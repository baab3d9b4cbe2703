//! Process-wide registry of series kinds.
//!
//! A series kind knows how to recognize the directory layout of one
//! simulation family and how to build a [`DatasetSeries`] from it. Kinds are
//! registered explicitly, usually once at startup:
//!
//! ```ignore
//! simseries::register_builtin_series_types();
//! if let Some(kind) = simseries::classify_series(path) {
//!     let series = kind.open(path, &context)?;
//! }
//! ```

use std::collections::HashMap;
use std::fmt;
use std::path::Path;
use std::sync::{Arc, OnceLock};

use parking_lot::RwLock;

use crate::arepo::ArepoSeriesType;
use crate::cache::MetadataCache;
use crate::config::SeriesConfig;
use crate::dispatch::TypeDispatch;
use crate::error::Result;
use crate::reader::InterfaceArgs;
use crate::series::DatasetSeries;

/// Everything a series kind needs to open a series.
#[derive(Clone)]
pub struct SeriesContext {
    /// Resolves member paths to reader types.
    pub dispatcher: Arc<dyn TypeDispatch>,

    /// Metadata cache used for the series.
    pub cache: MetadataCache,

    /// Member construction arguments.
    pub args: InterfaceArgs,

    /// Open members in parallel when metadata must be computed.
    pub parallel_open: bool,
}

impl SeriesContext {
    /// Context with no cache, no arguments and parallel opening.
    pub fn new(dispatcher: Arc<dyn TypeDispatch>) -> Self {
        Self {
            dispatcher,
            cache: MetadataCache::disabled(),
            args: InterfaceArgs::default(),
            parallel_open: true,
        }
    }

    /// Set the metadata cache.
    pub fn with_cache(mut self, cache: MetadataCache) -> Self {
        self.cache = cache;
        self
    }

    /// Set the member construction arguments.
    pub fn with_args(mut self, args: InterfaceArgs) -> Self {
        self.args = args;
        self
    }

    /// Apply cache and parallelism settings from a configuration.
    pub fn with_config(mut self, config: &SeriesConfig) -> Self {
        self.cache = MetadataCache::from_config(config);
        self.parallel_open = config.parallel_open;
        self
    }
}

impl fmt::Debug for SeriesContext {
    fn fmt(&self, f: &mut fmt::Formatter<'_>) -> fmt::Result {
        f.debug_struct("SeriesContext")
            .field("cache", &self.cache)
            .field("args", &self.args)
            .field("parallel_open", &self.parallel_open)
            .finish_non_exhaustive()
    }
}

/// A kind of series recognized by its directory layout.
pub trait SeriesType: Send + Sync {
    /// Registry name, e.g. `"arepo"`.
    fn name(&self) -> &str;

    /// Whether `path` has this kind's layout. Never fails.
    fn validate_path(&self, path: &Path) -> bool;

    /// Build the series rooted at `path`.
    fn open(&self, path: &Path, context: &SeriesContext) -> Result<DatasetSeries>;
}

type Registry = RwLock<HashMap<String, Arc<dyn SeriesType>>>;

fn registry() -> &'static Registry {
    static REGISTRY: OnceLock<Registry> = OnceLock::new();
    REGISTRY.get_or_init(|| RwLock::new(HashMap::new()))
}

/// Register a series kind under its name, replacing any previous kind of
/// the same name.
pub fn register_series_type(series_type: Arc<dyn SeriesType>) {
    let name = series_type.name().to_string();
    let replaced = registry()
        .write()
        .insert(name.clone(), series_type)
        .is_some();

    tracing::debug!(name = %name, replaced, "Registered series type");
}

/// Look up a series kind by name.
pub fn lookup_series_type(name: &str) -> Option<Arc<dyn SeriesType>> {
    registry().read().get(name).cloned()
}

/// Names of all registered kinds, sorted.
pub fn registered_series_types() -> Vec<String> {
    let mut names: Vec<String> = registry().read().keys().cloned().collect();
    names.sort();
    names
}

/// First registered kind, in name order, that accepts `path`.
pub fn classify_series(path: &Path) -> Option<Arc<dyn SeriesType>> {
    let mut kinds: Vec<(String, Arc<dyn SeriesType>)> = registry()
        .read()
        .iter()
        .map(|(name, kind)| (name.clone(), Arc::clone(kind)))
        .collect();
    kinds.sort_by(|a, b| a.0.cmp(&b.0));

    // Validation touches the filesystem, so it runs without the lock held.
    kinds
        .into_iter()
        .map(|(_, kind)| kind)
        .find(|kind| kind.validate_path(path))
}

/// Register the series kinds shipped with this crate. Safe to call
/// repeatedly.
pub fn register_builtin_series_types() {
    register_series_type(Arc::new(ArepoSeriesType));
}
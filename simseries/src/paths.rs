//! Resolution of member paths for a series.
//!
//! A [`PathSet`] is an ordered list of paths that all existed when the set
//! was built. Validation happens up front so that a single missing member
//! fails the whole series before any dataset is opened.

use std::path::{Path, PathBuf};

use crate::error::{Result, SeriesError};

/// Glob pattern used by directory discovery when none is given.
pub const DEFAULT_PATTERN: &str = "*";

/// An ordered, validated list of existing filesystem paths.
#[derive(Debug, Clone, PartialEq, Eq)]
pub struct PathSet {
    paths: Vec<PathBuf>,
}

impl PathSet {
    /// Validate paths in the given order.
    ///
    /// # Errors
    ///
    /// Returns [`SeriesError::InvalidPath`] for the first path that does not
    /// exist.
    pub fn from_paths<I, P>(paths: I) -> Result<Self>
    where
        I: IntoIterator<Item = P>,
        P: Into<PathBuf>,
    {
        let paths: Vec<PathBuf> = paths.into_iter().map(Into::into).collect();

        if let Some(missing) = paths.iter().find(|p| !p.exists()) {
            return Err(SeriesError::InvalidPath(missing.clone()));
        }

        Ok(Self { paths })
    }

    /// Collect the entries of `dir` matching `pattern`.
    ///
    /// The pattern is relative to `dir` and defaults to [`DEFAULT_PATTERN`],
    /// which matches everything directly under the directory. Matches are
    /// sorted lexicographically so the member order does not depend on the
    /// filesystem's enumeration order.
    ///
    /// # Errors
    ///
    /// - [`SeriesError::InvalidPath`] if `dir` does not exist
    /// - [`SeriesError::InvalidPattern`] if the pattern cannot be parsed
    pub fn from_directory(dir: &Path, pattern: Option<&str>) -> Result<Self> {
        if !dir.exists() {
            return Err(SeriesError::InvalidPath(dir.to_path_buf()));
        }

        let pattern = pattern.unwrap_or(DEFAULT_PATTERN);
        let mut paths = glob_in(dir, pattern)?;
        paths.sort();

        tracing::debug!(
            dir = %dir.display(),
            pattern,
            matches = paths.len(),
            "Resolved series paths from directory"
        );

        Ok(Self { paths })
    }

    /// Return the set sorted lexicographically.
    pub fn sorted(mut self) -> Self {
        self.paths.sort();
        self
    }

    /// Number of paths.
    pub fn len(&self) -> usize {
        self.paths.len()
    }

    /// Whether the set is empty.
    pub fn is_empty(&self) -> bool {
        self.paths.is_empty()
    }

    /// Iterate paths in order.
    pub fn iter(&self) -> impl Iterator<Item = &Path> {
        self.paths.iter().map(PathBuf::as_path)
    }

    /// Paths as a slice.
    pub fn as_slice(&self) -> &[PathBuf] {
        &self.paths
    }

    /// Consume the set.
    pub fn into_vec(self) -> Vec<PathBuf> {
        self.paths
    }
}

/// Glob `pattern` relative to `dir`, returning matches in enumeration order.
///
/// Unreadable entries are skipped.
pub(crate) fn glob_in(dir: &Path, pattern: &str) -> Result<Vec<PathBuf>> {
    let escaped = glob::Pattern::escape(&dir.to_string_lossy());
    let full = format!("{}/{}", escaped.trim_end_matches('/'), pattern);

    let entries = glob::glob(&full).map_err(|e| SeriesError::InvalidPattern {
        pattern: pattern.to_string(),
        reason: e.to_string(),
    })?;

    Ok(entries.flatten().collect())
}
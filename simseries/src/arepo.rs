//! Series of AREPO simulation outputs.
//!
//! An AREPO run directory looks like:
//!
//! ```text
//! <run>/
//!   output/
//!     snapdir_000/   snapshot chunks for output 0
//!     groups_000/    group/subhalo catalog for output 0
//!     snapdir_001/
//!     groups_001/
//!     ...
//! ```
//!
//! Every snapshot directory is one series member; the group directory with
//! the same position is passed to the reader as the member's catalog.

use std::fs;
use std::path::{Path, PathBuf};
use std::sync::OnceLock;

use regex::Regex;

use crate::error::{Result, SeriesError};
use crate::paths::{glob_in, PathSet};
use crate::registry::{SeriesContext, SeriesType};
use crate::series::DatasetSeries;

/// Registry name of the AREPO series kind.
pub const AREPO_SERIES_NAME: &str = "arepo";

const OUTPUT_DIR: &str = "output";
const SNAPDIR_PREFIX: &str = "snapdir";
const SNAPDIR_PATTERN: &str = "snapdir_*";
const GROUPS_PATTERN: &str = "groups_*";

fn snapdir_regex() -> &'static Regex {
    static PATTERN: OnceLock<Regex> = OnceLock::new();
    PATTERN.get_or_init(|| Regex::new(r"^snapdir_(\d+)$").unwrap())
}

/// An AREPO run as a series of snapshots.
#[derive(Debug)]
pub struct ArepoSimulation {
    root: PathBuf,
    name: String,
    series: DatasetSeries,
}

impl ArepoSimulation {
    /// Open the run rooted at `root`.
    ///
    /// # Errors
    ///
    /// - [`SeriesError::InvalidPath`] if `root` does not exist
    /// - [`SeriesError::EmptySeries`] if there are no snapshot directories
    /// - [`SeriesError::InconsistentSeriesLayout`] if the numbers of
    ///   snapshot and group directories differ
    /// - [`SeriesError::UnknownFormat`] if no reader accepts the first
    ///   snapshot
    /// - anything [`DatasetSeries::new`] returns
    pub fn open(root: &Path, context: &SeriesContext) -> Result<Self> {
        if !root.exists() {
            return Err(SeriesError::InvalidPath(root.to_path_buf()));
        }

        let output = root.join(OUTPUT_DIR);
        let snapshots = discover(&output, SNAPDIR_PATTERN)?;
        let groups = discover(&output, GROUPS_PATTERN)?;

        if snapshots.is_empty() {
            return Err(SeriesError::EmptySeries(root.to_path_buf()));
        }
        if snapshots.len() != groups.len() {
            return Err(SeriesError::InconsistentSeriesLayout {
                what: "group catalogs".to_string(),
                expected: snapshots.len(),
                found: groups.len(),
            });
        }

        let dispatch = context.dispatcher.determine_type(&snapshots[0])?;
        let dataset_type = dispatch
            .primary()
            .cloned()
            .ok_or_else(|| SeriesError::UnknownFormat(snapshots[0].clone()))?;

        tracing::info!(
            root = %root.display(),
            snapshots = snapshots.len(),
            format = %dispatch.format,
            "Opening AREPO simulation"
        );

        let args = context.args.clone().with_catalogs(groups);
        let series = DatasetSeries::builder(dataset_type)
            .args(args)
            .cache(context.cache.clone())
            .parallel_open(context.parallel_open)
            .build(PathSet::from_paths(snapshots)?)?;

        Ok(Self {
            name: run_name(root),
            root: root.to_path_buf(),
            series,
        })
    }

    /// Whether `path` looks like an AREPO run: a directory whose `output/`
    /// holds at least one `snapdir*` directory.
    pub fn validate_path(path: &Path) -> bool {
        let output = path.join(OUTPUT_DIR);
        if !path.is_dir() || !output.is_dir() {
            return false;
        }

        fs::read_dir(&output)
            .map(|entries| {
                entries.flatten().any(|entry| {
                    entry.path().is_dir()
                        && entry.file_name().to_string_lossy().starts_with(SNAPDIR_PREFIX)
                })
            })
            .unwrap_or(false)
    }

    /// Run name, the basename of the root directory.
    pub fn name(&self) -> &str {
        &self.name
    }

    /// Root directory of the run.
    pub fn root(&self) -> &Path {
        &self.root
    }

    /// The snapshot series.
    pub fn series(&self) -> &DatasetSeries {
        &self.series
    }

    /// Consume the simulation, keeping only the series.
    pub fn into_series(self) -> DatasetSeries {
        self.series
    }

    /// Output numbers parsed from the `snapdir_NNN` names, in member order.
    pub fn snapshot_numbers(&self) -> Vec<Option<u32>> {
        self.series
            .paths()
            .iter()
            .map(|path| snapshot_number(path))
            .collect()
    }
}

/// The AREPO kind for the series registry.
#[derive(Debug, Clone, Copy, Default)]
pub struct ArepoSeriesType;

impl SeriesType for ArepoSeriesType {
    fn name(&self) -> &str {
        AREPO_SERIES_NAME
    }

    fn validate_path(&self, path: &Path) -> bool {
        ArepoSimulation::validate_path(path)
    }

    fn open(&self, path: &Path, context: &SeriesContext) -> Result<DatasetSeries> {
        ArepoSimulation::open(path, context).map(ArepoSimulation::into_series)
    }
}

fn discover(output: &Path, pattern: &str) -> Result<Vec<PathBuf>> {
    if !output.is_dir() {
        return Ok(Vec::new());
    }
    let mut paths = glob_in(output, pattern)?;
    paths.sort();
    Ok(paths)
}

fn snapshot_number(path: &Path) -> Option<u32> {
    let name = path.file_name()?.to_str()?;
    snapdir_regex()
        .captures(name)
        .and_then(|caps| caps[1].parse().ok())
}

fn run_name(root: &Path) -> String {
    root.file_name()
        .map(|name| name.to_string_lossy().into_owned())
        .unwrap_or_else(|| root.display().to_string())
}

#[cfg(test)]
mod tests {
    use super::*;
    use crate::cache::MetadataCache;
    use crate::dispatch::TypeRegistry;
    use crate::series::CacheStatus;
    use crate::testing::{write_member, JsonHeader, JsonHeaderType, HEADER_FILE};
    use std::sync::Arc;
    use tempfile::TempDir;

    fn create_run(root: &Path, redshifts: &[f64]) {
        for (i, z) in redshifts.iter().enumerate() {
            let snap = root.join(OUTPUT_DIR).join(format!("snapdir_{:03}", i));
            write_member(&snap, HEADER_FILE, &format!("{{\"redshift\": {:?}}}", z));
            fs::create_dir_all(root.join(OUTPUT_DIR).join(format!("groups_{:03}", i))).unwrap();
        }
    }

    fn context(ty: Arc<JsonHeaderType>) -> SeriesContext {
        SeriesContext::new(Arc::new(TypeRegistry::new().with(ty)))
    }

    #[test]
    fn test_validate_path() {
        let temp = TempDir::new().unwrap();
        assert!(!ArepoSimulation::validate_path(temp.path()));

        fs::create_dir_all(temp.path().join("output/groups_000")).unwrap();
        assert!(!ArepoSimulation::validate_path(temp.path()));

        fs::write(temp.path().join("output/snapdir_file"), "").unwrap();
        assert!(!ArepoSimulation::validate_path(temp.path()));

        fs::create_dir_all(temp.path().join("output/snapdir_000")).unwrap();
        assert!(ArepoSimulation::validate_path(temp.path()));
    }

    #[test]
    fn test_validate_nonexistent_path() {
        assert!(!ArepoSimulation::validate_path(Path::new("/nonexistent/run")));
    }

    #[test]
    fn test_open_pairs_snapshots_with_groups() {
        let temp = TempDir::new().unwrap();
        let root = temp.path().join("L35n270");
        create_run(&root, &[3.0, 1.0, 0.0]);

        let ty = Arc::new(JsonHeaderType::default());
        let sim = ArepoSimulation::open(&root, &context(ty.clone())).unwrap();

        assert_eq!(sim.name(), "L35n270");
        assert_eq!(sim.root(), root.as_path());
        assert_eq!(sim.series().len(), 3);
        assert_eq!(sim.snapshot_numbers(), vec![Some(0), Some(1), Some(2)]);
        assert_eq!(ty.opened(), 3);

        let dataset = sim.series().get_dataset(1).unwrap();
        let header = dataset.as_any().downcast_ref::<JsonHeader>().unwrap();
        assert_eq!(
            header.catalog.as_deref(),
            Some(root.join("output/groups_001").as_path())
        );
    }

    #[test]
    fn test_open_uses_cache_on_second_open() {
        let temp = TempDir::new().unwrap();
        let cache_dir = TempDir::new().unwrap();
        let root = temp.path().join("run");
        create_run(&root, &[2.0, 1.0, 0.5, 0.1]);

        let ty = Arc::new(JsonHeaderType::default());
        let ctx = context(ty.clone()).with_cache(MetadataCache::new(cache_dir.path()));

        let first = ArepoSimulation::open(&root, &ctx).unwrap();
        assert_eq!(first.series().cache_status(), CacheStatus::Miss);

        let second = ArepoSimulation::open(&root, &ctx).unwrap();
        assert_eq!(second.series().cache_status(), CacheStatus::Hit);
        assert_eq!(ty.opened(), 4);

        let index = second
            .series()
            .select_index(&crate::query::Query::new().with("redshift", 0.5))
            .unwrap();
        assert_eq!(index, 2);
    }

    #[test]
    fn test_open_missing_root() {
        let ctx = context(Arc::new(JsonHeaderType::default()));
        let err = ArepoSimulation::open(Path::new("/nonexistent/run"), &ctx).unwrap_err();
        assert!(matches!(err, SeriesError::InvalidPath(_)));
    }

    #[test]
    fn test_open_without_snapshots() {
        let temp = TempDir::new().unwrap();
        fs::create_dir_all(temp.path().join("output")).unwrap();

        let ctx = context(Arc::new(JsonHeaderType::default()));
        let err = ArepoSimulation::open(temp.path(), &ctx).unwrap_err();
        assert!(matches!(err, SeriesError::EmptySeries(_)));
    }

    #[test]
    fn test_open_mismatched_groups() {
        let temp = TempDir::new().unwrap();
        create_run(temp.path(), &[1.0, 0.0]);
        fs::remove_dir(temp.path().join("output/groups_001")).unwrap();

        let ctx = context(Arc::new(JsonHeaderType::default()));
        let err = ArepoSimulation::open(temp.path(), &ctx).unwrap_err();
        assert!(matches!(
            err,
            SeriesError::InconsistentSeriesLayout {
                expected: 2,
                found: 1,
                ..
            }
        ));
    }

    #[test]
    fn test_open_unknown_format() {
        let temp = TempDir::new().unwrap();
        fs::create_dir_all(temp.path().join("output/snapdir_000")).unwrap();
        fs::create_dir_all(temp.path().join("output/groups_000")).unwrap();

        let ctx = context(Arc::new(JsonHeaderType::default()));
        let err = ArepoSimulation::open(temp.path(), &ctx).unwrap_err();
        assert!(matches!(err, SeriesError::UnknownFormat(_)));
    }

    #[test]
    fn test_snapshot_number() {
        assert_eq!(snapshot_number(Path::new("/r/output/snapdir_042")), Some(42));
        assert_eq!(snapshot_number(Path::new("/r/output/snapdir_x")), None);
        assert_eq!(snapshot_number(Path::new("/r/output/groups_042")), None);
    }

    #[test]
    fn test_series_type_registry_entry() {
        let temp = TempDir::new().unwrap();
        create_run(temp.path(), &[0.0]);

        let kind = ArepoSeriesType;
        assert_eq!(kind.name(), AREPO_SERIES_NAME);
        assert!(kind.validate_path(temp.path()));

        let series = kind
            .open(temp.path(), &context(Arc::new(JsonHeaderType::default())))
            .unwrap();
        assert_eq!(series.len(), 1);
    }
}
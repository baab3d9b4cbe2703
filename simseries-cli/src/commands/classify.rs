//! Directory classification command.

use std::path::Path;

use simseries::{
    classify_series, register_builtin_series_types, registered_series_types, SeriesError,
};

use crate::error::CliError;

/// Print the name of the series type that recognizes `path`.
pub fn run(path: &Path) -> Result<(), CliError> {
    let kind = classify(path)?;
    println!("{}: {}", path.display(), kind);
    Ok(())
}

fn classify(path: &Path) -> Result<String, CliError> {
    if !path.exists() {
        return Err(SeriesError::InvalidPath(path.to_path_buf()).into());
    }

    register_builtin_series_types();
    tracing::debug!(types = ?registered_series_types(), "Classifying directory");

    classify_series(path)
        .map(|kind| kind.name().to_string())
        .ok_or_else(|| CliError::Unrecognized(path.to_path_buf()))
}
* * *
• TASK BRIEF:
Go through the records above and report how many lines contain "impl". Write the number only.

• YOUR RESPONSE:
6